Give the following records again in full and without alteration.
Start of Block
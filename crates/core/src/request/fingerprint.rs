//! Request fingerprinting
//!
//! A fingerprint is `METHOD-URL-params-body`, where params and body are
//! serialized as canonical JSON (object keys sorted at every depth). Two
//! descriptors with the same semantic content always collide; the fingerprint
//! is only ever used to detect duplicate in-flight calls, never to cache
//! results.

use std::fmt;

use courier_domain::constants::STREAM_FINGERPRINT_PREFIX;
use courier_domain::{QueryParams, RequestBody, RequestDescriptor};
use serde_json::Value;

/// Deduplication key for a request
#[derive(Debug, Clone, PartialEq, Eq, Hash, PartialOrd, Ord)]
pub struct RequestFingerprint(String);

impl RequestFingerprint {
    pub fn as_str(&self) -> &str {
        &self.0
    }

    pub fn into_string(self) -> String {
        self.0
    }
}

impl fmt::Display for RequestFingerprint {
    fn fmt(&self, f: &mut fmt::Formatter<'_>) -> fmt::Result {
        f.write_str(&self.0)
    }
}

/// Derive the fingerprint of `request`
///
/// Pure and infallible: stream bodies are not read, they contribute an
/// identity placeholder instead.
pub fn fingerprint(request: &RequestDescriptor) -> RequestFingerprint {
    RequestFingerprint(format!(
        "{}-{}-{}-{}",
        request.method,
        request.url,
        serialize_params(&request.params),
        serialize_body(&request.body)
    ))
}

fn serialize_params(params: &QueryParams) -> String {
    if params.is_empty() {
        return String::new();
    }
    let object = params
        .iter()
        .map(|(key, value)| (key.clone(), value.clone()))
        .collect::<serde_json::Map<_, _>>();
    canonical_json_string(&Value::Object(object))
}

fn serialize_body(body: &RequestBody) -> String {
    match body {
        RequestBody::Empty => String::new(),
        RequestBody::Json(value) => canonical_json_string(value),
        RequestBody::Text(text) => Value::String(text.clone()).to_string(),
        RequestBody::Form(fields) => {
            let object = fields
                .iter()
                .map(|(key, value)| (key.clone(), Value::String(value.clone())))
                .collect::<serde_json::Map<_, _>>();
            canonical_json_string(&Value::Object(object))
        }
        RequestBody::Stream(stream) => format!("{STREAM_FINGERPRINT_PREFIX}{}", stream.identity()),
    }
}

fn canonicalize_json_value(value: &Value) -> Value {
    match value {
        Value::Array(values) => Value::Array(values.iter().map(canonicalize_json_value).collect()),
        Value::Object(map) => {
            let mut entries = map.iter().collect::<Vec<_>>();
            entries.sort_by(|(a, _), (b, _)| a.cmp(b));

            let mut out = serde_json::Map::with_capacity(map.len());
            for (key, nested) in entries {
                out.insert(key.clone(), canonicalize_json_value(nested));
            }
            Value::Object(out)
        }
        other => other.clone(),
    }
}

fn canonical_json_string(value: &Value) -> String {
    canonicalize_json_value(value).to_string()
}

#[cfg(test)]
mod tests {
    use std::collections::BTreeMap;

    use courier_domain::{Method, StreamBody};
    use serde_json::json;

    use super::*;

    #[test]
    fn format_joins_method_url_params_and_body() {
        let request = RequestDescriptor::post("/orders")
            .param("page", 1)
            .json_body(json!({ "sku": "A-1", "qty": 2 }));

        assert_eq!(
            fingerprint(&request).as_str(),
            r#"POST-/orders-{"page":1}-{"qty":2,"sku":"A-1"}"#
        );
    }

    #[test]
    fn bare_get_has_empty_segments() {
        let request = RequestDescriptor::get("/profile");
        assert_eq!(fingerprint(&request).as_str(), "GET-/profile--");
    }

    #[test]
    fn param_insertion_order_does_not_matter() {
        let a = RequestDescriptor::get("/orders").param("page", 1).param("status", "open");
        let b = RequestDescriptor::get("/orders").param("status", "open").param("page", 1);

        assert_eq!(fingerprint(&a), fingerprint(&b));
    }

    #[test]
    fn nested_body_keys_are_sorted() {
        let mut first = serde_json::Map::new();
        first.insert("z".into(), json!(1));
        first.insert("a".into(), json!({ "y": true, "b": [ { "d": 1, "c": 2 } ] }));

        let mut second = serde_json::Map::new();
        second.insert("a".into(), json!({ "b": [ { "c": 2, "d": 1 } ], "y": true }));
        second.insert("z".into(), json!(1));

        let a = RequestDescriptor::put("/orders/1").json_body(Value::Object(first));
        let b = RequestDescriptor::put("/orders/1").json_body(Value::Object(second));

        assert_eq!(fingerprint(&a), fingerprint(&b));
    }

    #[test]
    fn different_content_produces_different_fingerprints() {
        let base = RequestDescriptor::get("/orders").param("page", 1);

        assert_ne!(fingerprint(&base), fingerprint(&base.clone().param("page", 2)));
        assert_ne!(
            fingerprint(&base),
            fingerprint(&RequestDescriptor::new(Method::Delete, "/orders").param("page", 1))
        );
    }

    #[test]
    fn text_and_form_bodies_are_serialized() {
        let text = RequestDescriptor::post("/chat").text_body("hi");
        assert_eq!(fingerprint(&text).as_str(), r#"POST-/chat--"hi""#);

        let mut fields = BTreeMap::new();
        fields.insert("password".to_string(), "x".to_string());
        fields.insert("email".to_string(), "a@b.c".to_string());
        let form = RequestDescriptor::post("/login").form_body(fields);
        assert_eq!(fingerprint(&form).as_str(), r#"POST-/login--{"email":"a@b.c","password":"x"}"#);
    }

    #[test]
    fn stream_body_degrades_to_identity_placeholder() {
        let stream = StreamBody::new("image/png", vec![0; 1024]);
        let upload = RequestDescriptor::post("/avatar").stream_body(stream.clone());
        let same_stream = RequestDescriptor::post("/avatar").stream_body(stream.clone());
        let other_stream = RequestDescriptor::post("/avatar")
            .stream_body(StreamBody::new("image/png", vec![0; 1024]));

        let key = fingerprint(&upload);
        assert_eq!(key.as_str(), format!("POST-/avatar--stream:{}", stream.identity()));
        assert_eq!(key, fingerprint(&same_stream));
        assert_ne!(key, fingerprint(&other_stream));
    }
}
End of Block
▸ Output
filename crates/core/src/request/fingerprint.rs
//! Request fingerprinting
//!
//! A fingerprint is `METHOD-URL-params-body`, where params and body are
//! serialized as canonical JSON (object keys sorted at every depth). Two
//! descriptors with the same semantic content always collide; the fingerprint
//! is only ever used to detect duplicate in-flight calls, never to cache
//! results.

use std::fmt;

use courier_domain::constants::STREAM_FINGERPRINT_PREFIX;
use courier_domain::{QueryParams, RequestBody, RequestDescriptor};
use serde_json::Value;

/// Deduplication key for a request
#[derive(Debug, Clone, PartialEq, Eq, Hash, PartialOrd, Ord)]
pub struct RequestFingerprint(String);

impl RequestFingerprint {
    pub fn as_str(&self) -> &str {
        &self.0
    }

    pub fn into_string(self) -> String {
        self.0
    }
}

impl fmt::Display for RequestFingerprint {
    fn fmt(&self, f: &mut fmt::Formatter<'_>) -> fmt::Result {
        f.write_str(&self.0)
    }
}

/// Derive the fingerprint of `request`
///
/// Pure and infallible: stream bodies are not read, they contribute an
/// identity placeholder instead.
pub fn fingerprint(request: &RequestDescriptor) -> RequestFingerprint {
    RequestFingerprint(format!(
        "{}-{}-{}-{}",
        request.method,
        request.url,
        serialize_params(&request.params),
        serialize_body(&request.body)
    ))
}

fn serialize_params(params: &QueryParams) -> String {
    if params.is_empty() {
        return String::new();
    }
    let object = params
        .iter()
        .map(|(key, value)| (key.clone(), value.clone()))
        .collect::<serde_json::Map<_, _>>();
    canonical_json_string(&Value::Object(object))
}

fn serialize_body(body: &RequestBody) -> String {
    match body {
        RequestBody::Empty => String::new(),
        RequestBody::Json(value) => canonical_json_string(value),
        RequestBody::Text(text) => Value::String(text.clone()).to_string(),
        RequestBody::Form(fields) => {
            let object = fields
                .iter()
                .map(|(key, value)| (key.clone(), Value::String(value.clone())))
                .collect::<serde_json::Map<_, _>>();
            canonical_json_string(&Value::Object(object))
        }
        RequestBody::Stream(stream) => format!("{STREAM_FINGERPRINT_PREFIX}{}", stream.identity()),
    }
}

fn canonicalize_json_value(value: &Value) -> Value {
    match value {
        Value::Array(values) => Value::Array(values.iter().map(canonicalize_json_value).collect()),
        Value::Object(map) => {
            let mut entries = map.iter().collect::<Vec<_>>();
            entries.sort_by(|(a, _), (b, _)| a.cmp(b));

            let mut out = serde_json::Map::with_capacity(map.len());
            for (key, nested) in entries {
                out.insert(key.clone(), canonicalize_json_value(nested));
            }
            Value::Object(out)
        }
        other => other.clone(),
    }
}

fn canonical_json_string(value: &Value) -> String {
    canonicalize_json_value(value).to_string()
}

#[cfg(test)]
mod tests {
    use std::collections::BTreeMap;

    use courier_domain::{Method, StreamBody};
    use serde_json::json;

    use super::*;

    #[test]
    fn format_joins_method_url_params_and_body() {
        let request = RequestDescriptor::post("/orders")
            .param("page", 1)
            .json_body(json!({ "sku": "A-1", "qty": 2 }));

        assert_eq!(
            fingerprint(&request).as_str(),
            r#"POST-/orders-{"page":1}-{"qty":2,"sku":"A-1"}"#
        );
    }

    #[test]
    fn bare_get_has_empty_segments() {
        let request = RequestDescriptor::get("/profile");
        assert_eq!(fingerprint(&request).as_str(), "GET-/profile--");
    }

    #[test]
    fn param_insertion_order_does_not_matter() {
        let a = RequestDescriptor::get("/orders").param("page", 1).param("status", "open");
        let b = RequestDescriptor::get("/orders").param("status", "open").param("page", 1);

        assert_eq!(fingerprint(&a), fingerprint(&b));
    }

    #[test]
    fn nested_body_keys_are_sorted() {
        let mut first = serde_json::Map::new();
        first.insert("z".into(), json!(1));
        first.insert("a".into(), json!({ "y": true, "b": [ { "d": 1, "c": 2 } ] }));

        let mut second = serde_json::Map::new();
        second.insert("a".into(), json!({ "b": [ { "c": 2, "d": 1 } ], "y": true }));
        second.insert("z".into(), json!(1));

        let a = RequestDescriptor::put("/orders/1").json_body(Value::Object(first));
        let b = RequestDescriptor::put("/orders/1").json_body(Value::Object(second));

        assert_eq!(fingerprint(&a), fingerprint(&b));
    }

    #[test]
    fn different_content_produces_different_fingerprints() {
        let base = RequestDescriptor::get("/orders").param("page", 1);

        assert_ne!(fingerprint(&base), fingerprint(&base.clone().param("page", 2)));
        assert_ne!(
            fingerprint(&base),
            fingerprint(&RequestDescriptor::new(Method::Delete, "/orders").param("page", 1))
        );
    }

    #[test]
    fn text_and_form_bodies_are_serialized() {
        let text = RequestDescriptor::post("/chat").text_body("hi");
        assert_eq!(fingerprint(&text).as_str(), r#"POST-/chat--"hi""#);

        let mut fields = BTreeMap::new();
        fields.insert("password".to_string(), "x".to_string());
        fields.insert("email".to_string(), "a@b.c".to_string());
        let form = RequestDescriptor::post("/login").form_body(fields);
        assert_eq!(fingerprint(&form).as_str(), r#"POST-/login--{"email":"a@b.c","password":"x"}"#);
    }

    #[test]
    fn stream_body_degrades_to_identity_placeholder() {
        let stream = StreamBody::new("image/png", vec![0; 1024]);
        let upload = RequestDescriptor::post("/avatar").stream_body(stream.clone());
        let same_stream = RequestDescriptor::post("/avatar").stream_body(stream.clone());
        let other_stream = RequestDescriptor::post("/avatar")
            .stream_body(StreamBody::new("image/png", vec![0; 1024]));

        let key = fingerprint(&upload);
        assert_eq!(key.as_str(), format!("POST-/avatar--stream:{}", stream.identity()));
        assert_eq!(key, fingerprint(&same_stream));
        assert_ne!(key, fingerprint(&other_stream));
    }
}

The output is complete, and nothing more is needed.